Incidental pulmonary embolism in pancreatic ductal adenocarcinoma: Impact of tumor and AJCC stages at initial staging CT

2019 
Abstract Background/objectives To determine the prevalence of incidental pulmonary embolism (PE) detected during initial staging CT among patients with newly diagnosed pancreatic ductal adenocarcinoma (PDAC) and assess their association with underlying tumor burden. Materials and methods This retrospective cohort study evaluated staging chest CT scans (2013–2017) to identify PE among patients with treatment naive, biopsy-proven PDAC. Data included age, sex, T stage, AJCC stage, presence/absence of metastases and their location at diagnosis. The association of PE with tumor (T1-T4) and AJCC stage were assessed using Pearson Chi-square and Fischer's exact test. A threshold p-value of Results A total of 174 patients (90 female, mean age, 68 years; range: 34–93) were identified, of which 10 patients harbored incidental PE (prevalence, 5.7%). In the PE group, two patients presented with distant metastasis (liver, 20%), while eight patients had T4 tumors (80%).
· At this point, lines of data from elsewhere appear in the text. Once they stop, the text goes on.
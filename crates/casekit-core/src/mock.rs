//! In-memory repositories for deterministic testing.
//!
//! ## Usage
//!
//! ```rust
//! use casekit_core::mock::{MockAttributeStore, MockObjectStore};
//! use casekit_core::{AttributeReconciler, ObjectType};
//! use std::sync::Arc;
//!
//! let defaults = MockAttributeStore::new();
//! let objects = MockObjectStore::new().with_object(ObjectType::Ioc, 1, None);
//! let reconciler = AttributeReconciler::new(Arc::new(defaults), Arc::new(objects.clone()));
//! assert!(objects.saves().is_empty());
//! # let _ = reconciler;
//! ```

use std::collections::{BTreeMap, HashSet};
use std::sync::{Arc, Mutex};

use async_trait::async_trait;
use chrono::Utc;

use crate::error::{Error, Result};
use crate::models::*;
use crate::traits::{AttributedObjectRepository, CustomAttributeRepository};

/// In-memory default-schema store.
#[derive(Clone, Default)]
pub struct MockAttributeStore {
    definitions: Arc<Mutex<BTreeMap<ObjectType, CustomAttributeDefinition>>>,
}

impl MockAttributeStore {
    pub fn new() -> Self {
        Self::default()
    }

    /// Seed a default schema.
    pub fn with_default(self, object_type: ObjectType, content: AttributeSchema) -> Self {
        self.insert(object_type, content);
        self
    }

    fn insert(&self, object_type: ObjectType, content: AttributeSchema) -> CustomAttributeDefinition {
        let mut defs = self.definitions.lock().unwrap();
        let next_id = defs.len() as i64 + 1;
        let entry = defs
            .entry(object_type)
            .or_insert_with(|| CustomAttributeDefinition {
                id: next_id,
                object_type,
                display_name: object_type.display_name().to_string(),
                description: None,
                content: AttributeSchema::new(),
                updated_at: Utc::now(),
            });
        entry.content = content;
        entry.updated_at = Utc::now();
        entry.clone()
    }
}

#[async_trait]
impl CustomAttributeRepository for MockAttributeStore {
    async fn get_default(&self, object_type: ObjectType) -> Result<Option<AttributeSchema>> {
        let defs = self.definitions.lock().unwrap();
        Ok(defs.get(&object_type).map(|d| d.content.clone()))
    }

    async fn get_definition(
        &self,
        object_type: ObjectType,
    ) -> Result<Option<CustomAttributeDefinition>> {
        let defs = self.definitions.lock().unwrap();
        Ok(defs.get(&object_type).cloned())
    }

    async fn set_default(
        &self,
        object_type: ObjectType,
        content: &AttributeSchema,
    ) -> Result<CustomAttributeDefinition> {
        Ok(self.insert(object_type, content.clone()))
    }

    async fn list_definitions(&self) -> Result<Vec<CustomAttributeDefinition>> {
        let defs = self.definitions.lock().unwrap();
        Ok(defs.values().cloned().collect())
    }
}

/// A recorded call to [`AttributedObjectRepository::save`].
#[derive(Debug, Clone, PartialEq)]
pub struct SaveCall {
    pub object_type: ObjectType,
    pub id: i64,
    pub schema: AttributeSchema,
}

#[derive(Default)]
struct ObjectState {
    objects: BTreeMap<(ObjectType, i64), Option<AttributeSchema>>,
    saves: Vec<SaveCall>,
    fail_on: HashSet<(ObjectType, i64)>,
}

/// In-memory object store that records every save.
#[derive(Clone, Default)]
pub struct MockObjectStore {
    state: Arc<Mutex<ObjectState>>,
}

impl MockObjectStore {
    pub fn new() -> Self {
        Self::default()
    }

    /// Seed an object.
    pub fn with_object(
        self,
        object_type: ObjectType,
        id: i64,
        custom_attributes: Option<AttributeSchema>,
    ) -> Self {
        self.state
            .lock()
            .unwrap()
            .objects
            .insert((object_type, id), custom_attributes);
        self
    }

    /// Make saves of one object fail.
    pub fn failing_on(self, object_type: ObjectType, id: i64) -> Self {
        self.state.lock().unwrap().fail_on.insert((object_type, id));
        self
    }

    /// Current stored document of an object.
    pub fn attributes(&self, object_type: ObjectType, id: i64) -> Option<AttributeSchema> {
        self.state
            .lock()
            .unwrap()
            .objects
            .get(&(object_type, id))
            .cloned()
            .flatten()
    }

    /// Every save issued so far.
    pub fn saves(&self) -> Vec<SaveCall> {
        self.state.lock().unwrap().saves.clone()
    }

    pub fn clear_saves(&self) {
        self.state.lock().unwrap().saves.clear();
    }
}

#[async_trait]
impl AttributedObjectRepository for MockObjectStore {
    async fn list_all(&self, object_type: ObjectType) -> Result<Vec<AttributedObject>> {
        let state = self.state.lock().unwrap();
        Ok(state
            .objects
            .iter()
            .filter(|((ty, _), _)| *ty == object_type)
            .map(|((ty, id), attrs)| AttributedObject {
                object_type: *ty,
                id: *id,
                custom_attributes: attrs.clone(),
            })
            .collect())
    }

    async fn get(&self, object_type: ObjectType, id: i64) -> Result<Option<AttributedObject>> {
        let state = self.state.lock().unwrap();
        Ok(state
            .objects
            .get(&(object_type, id))
            .map(|attrs| AttributedObject {
                object_type,
                id,
                custom_attributes: attrs.clone(),
            }))
    }

    async fn save(
        &self,
        object_type: ObjectType,
        id: i64,
        schema: &AttributeSchema,
    ) -> Result<()> {
        let mut state = self.state.lock().unwrap();
        if state.fail_on.contains(&(object_type, id)) {
            return Err(Error::Database(sqlx::Error::PoolTimedOut));
        }
        state.saves.push(SaveCall {
            object_type,
            id,
            schema: schema.clone(),
        });
        state.objects.insert((object_type, id), Some(schema.clone()));
        Ok(())
    }
}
No statistical association was detected between PE and age, sex, and the presence/absence or location of distant metastasis (p = 0.065, p = 0.59, p = 0.687 and p = 0.933, respectively). Patients with T4 tumors and higher AJCC stages (stage III/IV) were significantly more likely to present with PE than those with lower T stage (p = 0.045) and AJCC stage (stage I/II; p = 0.017). Conclusion The prevalence of incidental PE among PDAC patients undergoing initial CT staging is 5.7%. Patients with T4 and AJCC stages III/IV are at higher risk of PE. Caution should be exercised during radiographic interpretation of initial staging chest CTs, as incidental PE may be lurking and require treatment.